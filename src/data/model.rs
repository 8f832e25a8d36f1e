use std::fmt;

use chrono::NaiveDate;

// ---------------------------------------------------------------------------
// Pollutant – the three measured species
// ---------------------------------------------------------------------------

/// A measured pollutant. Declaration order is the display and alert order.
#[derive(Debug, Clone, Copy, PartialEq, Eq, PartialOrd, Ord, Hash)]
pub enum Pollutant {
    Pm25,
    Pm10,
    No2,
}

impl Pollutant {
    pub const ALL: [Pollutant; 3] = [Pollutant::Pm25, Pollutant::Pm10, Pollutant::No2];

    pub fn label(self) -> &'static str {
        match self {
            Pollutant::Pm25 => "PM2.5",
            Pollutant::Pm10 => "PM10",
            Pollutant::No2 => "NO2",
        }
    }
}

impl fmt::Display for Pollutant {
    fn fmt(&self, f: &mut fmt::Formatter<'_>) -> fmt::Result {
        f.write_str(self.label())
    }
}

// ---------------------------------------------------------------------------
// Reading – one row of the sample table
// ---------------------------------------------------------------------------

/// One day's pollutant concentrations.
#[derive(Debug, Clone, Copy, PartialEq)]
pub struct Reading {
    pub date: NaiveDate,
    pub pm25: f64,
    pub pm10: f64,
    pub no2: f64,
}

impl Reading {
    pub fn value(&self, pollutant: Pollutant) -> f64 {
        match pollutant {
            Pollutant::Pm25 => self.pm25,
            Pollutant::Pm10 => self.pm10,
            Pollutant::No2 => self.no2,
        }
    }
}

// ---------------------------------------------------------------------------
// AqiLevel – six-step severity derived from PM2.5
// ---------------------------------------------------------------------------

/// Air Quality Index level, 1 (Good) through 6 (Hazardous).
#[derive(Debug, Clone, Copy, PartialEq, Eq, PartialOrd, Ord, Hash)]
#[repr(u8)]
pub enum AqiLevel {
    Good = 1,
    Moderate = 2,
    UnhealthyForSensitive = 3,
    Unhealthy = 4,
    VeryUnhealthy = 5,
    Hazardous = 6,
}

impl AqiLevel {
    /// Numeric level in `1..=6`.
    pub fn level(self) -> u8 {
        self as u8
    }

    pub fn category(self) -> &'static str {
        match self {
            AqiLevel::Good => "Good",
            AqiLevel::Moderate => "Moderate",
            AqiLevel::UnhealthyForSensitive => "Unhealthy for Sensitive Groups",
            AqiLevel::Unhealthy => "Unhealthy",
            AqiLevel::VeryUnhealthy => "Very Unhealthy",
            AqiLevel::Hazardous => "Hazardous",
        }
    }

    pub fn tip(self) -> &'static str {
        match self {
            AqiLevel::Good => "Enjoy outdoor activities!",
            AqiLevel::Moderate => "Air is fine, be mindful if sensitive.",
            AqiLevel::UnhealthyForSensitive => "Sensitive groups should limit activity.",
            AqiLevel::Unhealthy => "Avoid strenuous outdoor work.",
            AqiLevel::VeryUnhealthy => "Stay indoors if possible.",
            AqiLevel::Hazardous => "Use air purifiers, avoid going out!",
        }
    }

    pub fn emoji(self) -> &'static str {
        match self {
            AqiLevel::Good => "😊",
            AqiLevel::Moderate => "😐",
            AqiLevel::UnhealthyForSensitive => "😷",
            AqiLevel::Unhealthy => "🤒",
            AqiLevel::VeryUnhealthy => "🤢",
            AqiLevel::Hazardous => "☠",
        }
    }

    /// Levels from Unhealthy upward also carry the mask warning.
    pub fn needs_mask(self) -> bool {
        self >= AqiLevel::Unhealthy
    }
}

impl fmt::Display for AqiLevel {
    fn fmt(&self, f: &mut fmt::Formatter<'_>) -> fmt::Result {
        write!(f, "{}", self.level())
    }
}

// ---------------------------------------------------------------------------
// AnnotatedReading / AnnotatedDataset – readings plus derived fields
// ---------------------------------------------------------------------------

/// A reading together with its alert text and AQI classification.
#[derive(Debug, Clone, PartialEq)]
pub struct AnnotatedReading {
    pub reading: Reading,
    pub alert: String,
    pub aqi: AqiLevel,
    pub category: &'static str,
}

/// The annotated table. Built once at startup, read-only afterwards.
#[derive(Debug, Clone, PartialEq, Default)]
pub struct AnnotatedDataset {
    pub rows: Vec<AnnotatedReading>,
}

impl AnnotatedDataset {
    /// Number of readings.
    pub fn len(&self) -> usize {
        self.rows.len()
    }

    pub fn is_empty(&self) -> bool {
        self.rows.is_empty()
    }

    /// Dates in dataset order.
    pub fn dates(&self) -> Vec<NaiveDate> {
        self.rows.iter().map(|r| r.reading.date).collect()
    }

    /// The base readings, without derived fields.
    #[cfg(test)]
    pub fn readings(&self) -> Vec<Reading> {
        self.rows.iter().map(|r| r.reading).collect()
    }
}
• • • •
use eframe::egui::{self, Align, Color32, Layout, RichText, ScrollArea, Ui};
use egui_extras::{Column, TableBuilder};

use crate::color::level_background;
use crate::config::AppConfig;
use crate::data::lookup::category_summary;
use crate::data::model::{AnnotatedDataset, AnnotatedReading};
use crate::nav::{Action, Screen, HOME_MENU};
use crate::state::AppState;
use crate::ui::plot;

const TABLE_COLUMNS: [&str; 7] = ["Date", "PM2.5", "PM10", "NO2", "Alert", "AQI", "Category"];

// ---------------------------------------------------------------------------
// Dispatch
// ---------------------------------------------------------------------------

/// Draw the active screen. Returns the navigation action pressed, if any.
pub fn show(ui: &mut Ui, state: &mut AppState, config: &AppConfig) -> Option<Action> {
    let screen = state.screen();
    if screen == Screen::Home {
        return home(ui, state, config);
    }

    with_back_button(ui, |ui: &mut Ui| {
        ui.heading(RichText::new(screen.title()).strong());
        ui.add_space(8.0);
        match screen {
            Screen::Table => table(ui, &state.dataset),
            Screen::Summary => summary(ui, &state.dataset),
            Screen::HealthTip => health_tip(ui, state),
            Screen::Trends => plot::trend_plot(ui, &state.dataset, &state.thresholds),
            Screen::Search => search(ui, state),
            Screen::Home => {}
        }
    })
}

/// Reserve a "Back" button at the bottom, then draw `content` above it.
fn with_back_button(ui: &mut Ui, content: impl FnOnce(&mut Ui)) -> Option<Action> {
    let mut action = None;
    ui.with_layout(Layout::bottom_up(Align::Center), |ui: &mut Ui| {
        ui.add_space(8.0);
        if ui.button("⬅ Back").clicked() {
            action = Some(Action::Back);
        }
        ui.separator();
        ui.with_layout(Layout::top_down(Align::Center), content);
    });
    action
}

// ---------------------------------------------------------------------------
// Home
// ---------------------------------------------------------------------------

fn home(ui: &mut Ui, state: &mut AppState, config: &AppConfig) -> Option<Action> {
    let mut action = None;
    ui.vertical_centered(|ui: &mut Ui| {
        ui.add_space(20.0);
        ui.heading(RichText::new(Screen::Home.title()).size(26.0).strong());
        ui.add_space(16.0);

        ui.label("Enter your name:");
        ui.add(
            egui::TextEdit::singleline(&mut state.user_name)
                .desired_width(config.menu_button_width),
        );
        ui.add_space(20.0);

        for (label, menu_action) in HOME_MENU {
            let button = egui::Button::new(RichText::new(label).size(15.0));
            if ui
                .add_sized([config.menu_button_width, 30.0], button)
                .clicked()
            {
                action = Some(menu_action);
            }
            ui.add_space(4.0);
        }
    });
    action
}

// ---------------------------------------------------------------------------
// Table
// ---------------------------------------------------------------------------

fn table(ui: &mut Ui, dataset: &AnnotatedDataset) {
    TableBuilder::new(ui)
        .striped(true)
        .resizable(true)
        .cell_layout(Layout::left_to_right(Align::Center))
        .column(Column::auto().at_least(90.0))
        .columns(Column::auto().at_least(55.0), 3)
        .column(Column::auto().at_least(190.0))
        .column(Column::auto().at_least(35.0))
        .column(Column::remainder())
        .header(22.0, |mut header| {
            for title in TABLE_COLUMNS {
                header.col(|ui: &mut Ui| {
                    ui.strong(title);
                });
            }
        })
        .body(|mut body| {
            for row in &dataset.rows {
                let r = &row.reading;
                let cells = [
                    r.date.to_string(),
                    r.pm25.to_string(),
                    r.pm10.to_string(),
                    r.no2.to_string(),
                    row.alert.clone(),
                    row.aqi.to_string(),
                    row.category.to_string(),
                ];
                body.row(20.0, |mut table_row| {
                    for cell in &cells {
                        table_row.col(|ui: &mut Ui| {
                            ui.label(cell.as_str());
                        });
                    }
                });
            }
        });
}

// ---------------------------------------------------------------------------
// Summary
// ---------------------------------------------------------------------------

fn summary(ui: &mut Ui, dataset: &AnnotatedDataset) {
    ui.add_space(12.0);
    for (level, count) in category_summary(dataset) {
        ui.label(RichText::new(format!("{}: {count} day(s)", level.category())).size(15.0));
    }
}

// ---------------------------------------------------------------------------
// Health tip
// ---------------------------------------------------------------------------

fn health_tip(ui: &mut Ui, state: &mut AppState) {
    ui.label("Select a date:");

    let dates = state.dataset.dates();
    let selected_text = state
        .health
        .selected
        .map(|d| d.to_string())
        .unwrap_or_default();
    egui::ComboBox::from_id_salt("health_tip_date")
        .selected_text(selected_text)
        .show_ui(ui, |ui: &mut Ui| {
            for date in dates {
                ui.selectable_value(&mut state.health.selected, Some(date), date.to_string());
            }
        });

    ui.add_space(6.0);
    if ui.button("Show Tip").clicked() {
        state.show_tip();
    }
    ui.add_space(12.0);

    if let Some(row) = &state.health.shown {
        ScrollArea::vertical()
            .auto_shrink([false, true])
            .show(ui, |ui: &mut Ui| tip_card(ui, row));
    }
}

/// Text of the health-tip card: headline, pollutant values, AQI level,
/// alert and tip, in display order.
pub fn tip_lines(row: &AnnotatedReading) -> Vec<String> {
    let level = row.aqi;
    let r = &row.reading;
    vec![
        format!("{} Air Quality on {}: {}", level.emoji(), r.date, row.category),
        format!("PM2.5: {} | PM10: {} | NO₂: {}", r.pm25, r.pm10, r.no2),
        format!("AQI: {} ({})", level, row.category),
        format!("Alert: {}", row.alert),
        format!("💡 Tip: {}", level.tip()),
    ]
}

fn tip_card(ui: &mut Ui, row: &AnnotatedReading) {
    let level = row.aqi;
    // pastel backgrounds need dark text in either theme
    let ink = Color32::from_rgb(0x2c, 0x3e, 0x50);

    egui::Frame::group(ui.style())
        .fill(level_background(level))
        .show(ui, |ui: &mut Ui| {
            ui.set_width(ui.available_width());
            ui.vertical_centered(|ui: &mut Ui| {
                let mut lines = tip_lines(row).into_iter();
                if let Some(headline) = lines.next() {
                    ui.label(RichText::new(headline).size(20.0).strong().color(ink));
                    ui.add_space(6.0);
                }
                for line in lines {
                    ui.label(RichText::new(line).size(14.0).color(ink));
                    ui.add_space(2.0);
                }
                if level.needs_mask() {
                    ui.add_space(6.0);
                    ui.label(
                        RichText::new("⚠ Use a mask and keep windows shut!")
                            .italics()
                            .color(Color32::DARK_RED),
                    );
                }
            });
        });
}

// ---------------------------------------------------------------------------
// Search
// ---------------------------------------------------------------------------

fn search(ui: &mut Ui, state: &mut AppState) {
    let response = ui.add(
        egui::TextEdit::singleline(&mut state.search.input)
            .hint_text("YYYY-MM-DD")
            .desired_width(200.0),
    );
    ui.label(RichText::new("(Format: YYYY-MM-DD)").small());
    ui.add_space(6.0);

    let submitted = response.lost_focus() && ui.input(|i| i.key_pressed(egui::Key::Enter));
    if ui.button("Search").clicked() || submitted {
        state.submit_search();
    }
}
• • • •
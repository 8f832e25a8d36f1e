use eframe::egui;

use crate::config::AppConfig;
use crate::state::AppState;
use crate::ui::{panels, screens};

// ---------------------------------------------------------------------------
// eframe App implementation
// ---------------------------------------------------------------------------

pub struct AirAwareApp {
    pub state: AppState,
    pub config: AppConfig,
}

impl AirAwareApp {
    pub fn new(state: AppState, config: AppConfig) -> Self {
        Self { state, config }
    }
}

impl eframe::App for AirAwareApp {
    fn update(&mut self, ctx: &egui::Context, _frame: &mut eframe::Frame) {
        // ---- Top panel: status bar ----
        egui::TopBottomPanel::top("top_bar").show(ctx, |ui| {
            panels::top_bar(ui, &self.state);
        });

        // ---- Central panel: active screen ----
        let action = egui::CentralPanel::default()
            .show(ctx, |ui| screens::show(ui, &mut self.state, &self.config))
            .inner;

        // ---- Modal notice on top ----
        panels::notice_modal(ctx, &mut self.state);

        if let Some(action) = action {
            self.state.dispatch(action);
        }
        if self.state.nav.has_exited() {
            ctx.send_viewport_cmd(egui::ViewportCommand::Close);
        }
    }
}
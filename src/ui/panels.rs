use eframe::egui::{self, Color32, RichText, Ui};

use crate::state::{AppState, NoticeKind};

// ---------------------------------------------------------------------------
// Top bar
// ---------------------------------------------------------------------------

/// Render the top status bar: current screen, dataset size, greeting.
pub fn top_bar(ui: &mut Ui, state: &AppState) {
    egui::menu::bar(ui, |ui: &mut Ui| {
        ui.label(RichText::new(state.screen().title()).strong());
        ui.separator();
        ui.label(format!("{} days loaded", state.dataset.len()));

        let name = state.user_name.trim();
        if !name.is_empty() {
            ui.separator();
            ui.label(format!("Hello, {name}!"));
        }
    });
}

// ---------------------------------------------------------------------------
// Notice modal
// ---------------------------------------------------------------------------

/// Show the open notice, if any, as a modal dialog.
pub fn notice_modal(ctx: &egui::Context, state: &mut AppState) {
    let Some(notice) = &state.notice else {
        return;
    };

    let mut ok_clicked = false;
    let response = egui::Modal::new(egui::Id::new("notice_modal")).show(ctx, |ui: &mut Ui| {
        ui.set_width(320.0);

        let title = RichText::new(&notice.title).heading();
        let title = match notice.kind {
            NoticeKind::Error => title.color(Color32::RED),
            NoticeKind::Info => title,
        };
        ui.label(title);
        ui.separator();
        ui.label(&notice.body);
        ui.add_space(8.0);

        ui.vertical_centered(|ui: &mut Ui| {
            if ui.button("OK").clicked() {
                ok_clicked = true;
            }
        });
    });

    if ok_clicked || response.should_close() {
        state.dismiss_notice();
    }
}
• • • •
Requirement:
Say how many lines of the material above include the word "order", giving the number alone.

Reply:
3